(Records contained in a dataset)
//! Startup variables and the typed configuration built from them.
//!
//! Every key is looked up in the process environment first (so container
//! deployments can inject values), then in `--KEY=value` command-line
//! arguments, and finally falls back to a default.

use crate::channel::ChannelId;
use crate::constants::{
    AI_DEFAULT_CHANNEL, DATABASE_SERVER_DEFAULT_CHANNEL, STATE_SERVER_DEFAULT_CHANNEL,
    UBERDOG_DEFAULT_CHANNEL,
};
use crate::error::ConfigError;
use std::collections::HashMap;
use std::fmt::Display;
use std::str::FromStr;
use std::time::Duration;

pub const DEFAULT_ASTRON_PORT: u16 = 7199;
pub const DEFAULT_CA_PORT: u16 = 6667;
pub const DEFAULT_SHARD_NAME: &str = "Hacker Valley";
pub const DEFAULT_ACCOUNTS: &str = "guest:guest";

#[derive(Debug, Clone, Default)]
pub struct StartupVariables {
    env: HashMap<String, String>,
    args: HashMap<String, String>,
}

impl StartupVariables {
    /// Builds from explicit environment pairs and raw command-line words.
    /// Words that are not `--KEY=value` are ignored.
    pub fn new<E, A, S>(env: E, args: A) -> Self
    where
        E: IntoIterator<Item = (String, String)>,
        A: IntoIterator<Item = S>,
        S: AsRef<str>,
    {
        let args = args
            .into_iter()
            .filter_map(|arg| {
                let arg = arg.as_ref().strip_prefix("--")?;
                let (key, value) = arg.split_once('=')?;
                Some((key.to_string(), value.to_string()))
            })
            .collect();

        Self {
            env: env.into_iter().collect(),
            args,
        }
    }

    /// Reads the real process environment.
    pub fn from_process<A, S>(args: A) -> Self
    where
        A: IntoIterator<Item = S>,
        S: AsRef<str>,
    {
        Self::new(std::env::vars(), args)
    }

    pub fn get(&self, key: &str) -> Option<&str> {
        self.env
            .get(key)
            .or_else(|| self.args.get(key))
            .map(String::as_str)
    }

    pub fn get_or(&self, key: &str, default: &str) -> String {
        self.get(key).unwrap_or(default).to_string()
    }

    pub fn parse_or<T>(&self, key: &str, default: T) -> Result<T, ConfigError>
    where
        T: FromStr,
        T::Err: Display,
    {
        match self.get(key) {
            Some(value) => value.trim().parse().map_err(|e: T::Err| ConfigError::Invalid {
                key: key.to_string(),
                value: value.to_string(),
                reason: e.to_string(),
            }),
            None => Ok(default),
        }
    }

    /// Reads an optional hexadecimal `u32`, with or without a `0x` prefix.
    pub fn hex_u32(&self, key: &str) -> Result<Option<u32>, ConfigError> {
        let Some(value) = self.get(key) else {
            return Ok(None);
        };

        let digits = value.trim();
        let digits = digits
            .strip_prefix("0x")
            .or_else(|| digits.strip_prefix("0X"))
            .unwrap_or(digits);
        u32::from_str_radix(digits, 16)
            .map(Some)
            .map_err(|e| ConfigError::Invalid {
                key: key.to_string(),
                value: value.to_string(),
                reason: e.to_string(),
            })
    }
}

/// Splits `host:port`, using `default_port` when no port is given.
pub fn parse_address(key: &str, value: &str, default_port: u16) -> Result<(String, u16), ConfigError> {
    match value.rsplit_once(':') {
        Some((host, port)) => {
            let port = port.parse().map_err(|e: std::num::ParseIntError| ConfigError::Invalid {
                key: key.to_string(),
                value: value.to_string(),
                reason: e.to_string(),
            })?;
            Ok((host.to_string(), port))
        }
        None => Ok((value.to_string(), default_port)),
    }
}

fn parse_accounts(value: &str) -> Result<Vec<(String, String)>, ConfigError> {
    value
        .split(',')
        .map(str::trim)
        .filter(|entry| !entry.is_empty())
        .map(|entry| {
            entry
                .split_once(':')
                .map(|(email, password)| (email.to_string(), password.to_string()))
                .ok_or_else(|| ConfigError::Invalid {
                    key: "ACCOUNTS".to_string(),
                    value: entry.to_string(),
                    reason: "expected email:password".to_string(),
                })
        })
        .collect()
}

/// Which internal process is being configured.
#[derive(Debug, Clone, Copy, PartialEq, Eq)]
pub enum ServerRole {
    Ai,
    UberDog,
}

impl ServerRole {
    pub fn name(&self) -> &'static str {
        match self {
            ServerRole::Ai => "AI",
            ServerRole::UberDog => "UberDOG",
        }
    }
}

/// Configuration of an AI or UberDOG process.
#[derive(Debug, Clone, PartialEq, Eq)]
pub struct InternalConfig {
    pub role: ServerRole,
    pub base_channel: ChannelId,
    pub state_server_channel: ChannelId,
    pub database_server_channel: ChannelId,
    pub shard_name: String,
    pub astron_host: String,
    pub astron_port: u16,
    pub playfab_title_id: Option<String>,
    pub playfab_secret_key: Option<String>,
    pub accounts: Vec<(String, String)>,
}

impl InternalConfig {
    pub fn from_vars(role: ServerRole, vars: &StartupVariables) -> Result<Self, ConfigError> {
        let base_channel = match role {
            ServerRole::Ai => vars.parse_or("AI_SHARD_CHANNEL", AI_DEFAULT_CHANNEL)?,
            ServerRole::UberDog => UBERDOG_DEFAULT_CHANNEL,
        };

        let (astron_host, astron_port) = parse_address(
            "ASTRON_IP",
            &vars.get_or("ASTRON_IP", "127.0.0.1"),
            DEFAULT_ASTRON_PORT,
        )?;

        Ok(Self {
            role,
            base_channel,
            state_server_channel: vars
                .parse_or("STATE_SERVER_CHANNEL", STATE_SERVER_DEFAULT_CHANNEL)?,
            database_server_channel: vars
                .parse_or("DATABASE_SERVER_CHANNEL", DATABASE_SERVER_DEFAULT_CHANNEL)?,
            shard_name: vars.get_or("SHARD_NAME", DEFAULT_SHARD_NAME),
            astron_host,
            astron_port,
            playfab_title_id: vars.get("PLAYFAB_TITLE_ID").map(str::to_string),
            playfab_secret_key: vars.get("PLAYFAB_SECRET_KEY").map(str::to_string),
            accounts: parse_accounts(&vars.get_or("ACCOUNTS", DEFAULT_ACCOUNTS))?,
        })
    }
}

/// What the client does once a connection failure is dismissed.
#[derive(Debug, Clone, Copy, PartialEq, Eq, Default)]
pub enum FailurePolicy {
    #[default]
    Terminal,
    Retry { attempts: u32, delay: Duration },
}

/// Configuration of a game client.
#[derive(Debug, Clone, PartialEq, Eq)]
pub struct ClientConfig {
    pub ca_host: String,
    pub ca_port: u16,
    pub email: Option<String>,
    pub password: Option<String>,
    pub manual_dc_hash: Option<u32>,
    pub failure_policy: FailurePolicy,
}

impl ClientConfig {
    pub fn from_vars(vars: &StartupVariables) -> Result<Self, ConfigError> {
        let attempts: u32 = vars.parse_or("CONNECTION_RETRIES", 0)?;
        let delay_ms: u64 = vars.parse_or("RETRY_DELAY_MS", 2000)?;
        let failure_policy = if attempts == 0 {
            FailurePolicy::Terminal
        } else {
            FailurePolicy::Retry {
                attempts,
                delay: Duration::from_millis(delay_ms),
            }
        };

        Ok(Self {
            ca_host: vars.get_or("CA_HOST", "127.0.0.1"),
            ca_port: vars.parse_or("CA_PORT", DEFAULT_CA_PORT)?,
            email: vars.get("PQ_EMAIL").map(str::to_string),
            password: vars.get("PQ_PASSWORD").map(str::to_string),
            manual_dc_hash: vars.hex_u32("MANUAL_DC_HASH")?,
            failure_policy,
        })
    }
}

#[cfg(test)]
mod tests {
    use super::*;

    fn vars(env: &[(&str, &str)], args: &[&str]) -> StartupVariables {
        StartupVariables::new(
            env.iter().map(|(k, v)| (k.to_string(), v.to_string())),
            args.iter(),
        )
    }

    #[test]
    fn test_environment_wins_over_arguments() {
        let vars = vars(&[("SHARD_NAME", "Env Valley")], &["--SHARD_NAME=Arg Valley"]);
        assert_eq!(vars.get("SHARD_NAME"), Some("Env Valley"));
    }

    #[test]
    fn test_arguments_then_default() {
        let vars = vars(&[], &["--CA_PORT=7000", "positional", "--broken"]);
        assert_eq!(vars.get("CA_PORT"), Some("7000"));
        assert_eq!(vars.get_or("CA_HOST", "127.0.0.1"), "127.0.0.1");
        assert_eq!(vars.get("broken"), None);
    }

    #[test]
    fn test_bad_number_is_config_error() {
        let vars = vars(&[("STATE_SERVER_CHANNEL", "lots")], &[]);
        let result = InternalConfig::from_vars(ServerRole::Ai, &vars);
        assert!(matches!(result, Err(ConfigError::Invalid { ref key, .. }) if key == "STATE_SERVER_CHANNEL"));
    }

    #[test]
    fn test_internal_defaults() {
        let config = InternalConfig::from_vars(ServerRole::Ai, &vars(&[], &[])).unwrap();
        assert_eq!(config.base_channel, AI_DEFAULT_CHANNEL);
        assert_eq!(config.state_server_channel, STATE_SERVER_DEFAULT_CHANNEL);
        assert_eq!(config.database_server_channel, DATABASE_SERVER_DEFAULT_CHANNEL);
        assert_eq!(config.astron_host, "127.0.0.1");
        assert_eq!(config.astron_port, DEFAULT_ASTRON_PORT);
        assert_eq!(config.accounts, vec![("guest".to_string(), "guest".to_string())]);

        let config = InternalConfig::from_vars(ServerRole::UberDog, &vars(&[], &[])).unwrap();
        assert_eq!(config.base_channel, UBERDOG_DEFAULT_CHANNEL);
    }

    #[test]
    fn test_astron_address_split() {
        let vars = vars(&[("ASTRON_IP", "10.0.0.5:7100")], &[]);
        let config = InternalConfig::from_vars(ServerRole::Ai, &vars).unwrap();
        assert_eq!(config.astron_host, "10.0.0.5");
        assert_eq!(config.astron_port, 7100);
    }

    #[test]
    fn test_client_config() {
        let vars = vars(
            &[("PQ_EMAIL", "guest")],
            &["--PQ_PASSWORD=guest", "--MANUAL_DC_HASH=0xdeadbeef", "--CONNECTION_RETRIES=3"],
        );
        let config = ClientConfig::from_vars(&vars).unwrap();
        assert_eq!(config.ca_port, DEFAULT_CA_PORT);
        assert_eq!(config.email.as_deref(), Some("guest"));
        assert_eq!(config.password.as_deref(), Some("guest"));
        assert_eq!(config.manual_dc_hash, Some(0xDEAD_BEEF));
        assert_eq!(
            config.failure_policy,
            FailurePolicy::Retry {
                attempts: 3,
                delay: Duration::from_millis(2000)
            }
        );
    }

    #[test]
    fn test_client_defaults_to_terminal_policy() {
        let config = ClientConfig::from_vars(&vars(&[], &[])).unwrap();
        assert_eq!(config.failure_policy, FailurePolicy::Terminal);
        assert_eq!(config.manual_dc_hash, None);
        assert_eq!(config.email, None);
    }

    #[test]
    fn test_bad_accounts_entry() {
        let vars = vars(&[("ACCOUNTS", "guest:guest,nobody")], &[]);
        assert!(InternalConfig::from_vars(ServerRole::UberDog, &vars).is_err());
    }
}
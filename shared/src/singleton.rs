//! Process-wide guard for "one per process" components.
//!
//! A component claims its name once; the claim is released when the
//! returned [`SingletonClaim`] is dropped.

use crate::error::ConfigError;
use log::debug;
use std::sync::Mutex;

static CLAIMED: Mutex<Vec<&'static str>> = Mutex::new(Vec::new());

#[derive(Debug)]
pub struct SingletonClaim {
    name: &'static str,
}

impl SingletonClaim {
    pub fn acquire(name: &'static str) -> Result<Self, ConfigError> {
        let mut claimed = CLAIMED.lock().unwrap_or_else(|poisoned| poisoned.into_inner());
        if claimed.contains(&name) {
            return Err(ConfigError::AlreadyInstantiated(name));
        }

        claimed.push(name);
        debug!("Claimed process singleton {}", name);
        Ok(Self { name })
    }

    pub fn name(&self) -> &'static str {
        self.name
    }
}

impl Drop for SingletonClaim {
    fn drop(&mut self) {
        let mut claimed = CLAIMED.lock().unwrap_or_else(|poisoned| poisoned.into_inner());
        claimed.retain(|name| *name != self.name);
    }
}
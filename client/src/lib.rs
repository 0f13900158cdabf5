//! # Quest client library
//!
//! Client side of the distributed-object layer: the repository that talks to
//! the Astron Client Agent, the connection state machine that walks a player
//! from handshake to character selection, and the client views of the
//! distributed classes the servers publish.
//!
//! ## Connection flow
//!
//! After the transport comes up the client sends its hello (schema hash and
//! version). Once the Client Agent acknowledges it, the heartbeat starts, the
//! global login manager is generated and the configured credentials are
//! sent. A successful login makes the UberDOG open the base interest on the
//! game root's shard zone; when that interest has delivered its objects the
//! client either moves on to character selection or, without any available
//! shard, reports that there are no servers.
//!
//! Ejects, lost connections and failed connects all end in a single
//! connection failure. Dismissing it exits or reconnects depending on the
//! configured failure policy.
//!
//! ## Module Organization
//!
//! - `repository`: message decoding, object table, shard directory, interest
//!   bookkeeping and the [`ClientEvent`] queue.
//! - `state`: the [`ConnectionStateMachine`].
//! - `login`, `shard`: client views of `LoginManager` and
//!   `DistributedShardServer`.
//! - `interface`: hooks for presenting messages to the player.
//! - `network`: tokio driver owning the TCP connection and the heartbeat.

pub mod error;
pub mod interface;
pub mod login;
pub mod network;
pub mod repository;
pub mod shard;
pub mod state;

pub use error::ClientError;
pub use interface::{ClientInterface, LogInterface, RecordingInterface};
pub use network::Client;
pub use repository::{ClientEvent, ClientRepository};
pub use state::{ConnectionState, ConnectionStateMachine, Directive};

**EXERCISE DESCRIPTION:** Could you restate word for word the lines above, from the one that contains "use std::fmt::Display;" through the one that contains "#[derive(Debug, Clone, Default)]", and no others?

**OUTPUT OF THE TASK:**
use std::fmt::Display;
use std::str::FromStr;
use std::time::Duration;

pub const DEFAULT_ASTRON_PORT: u16 = 7199;
pub const DEFAULT_CA_PORT: u16 = 6667;
pub const DEFAULT_SHARD_NAME: &str = "Hacker Valley";
pub const DEFAULT_ACCOUNTS: &str = "guest:guest";

#[derive(Debug, Clone, Default)]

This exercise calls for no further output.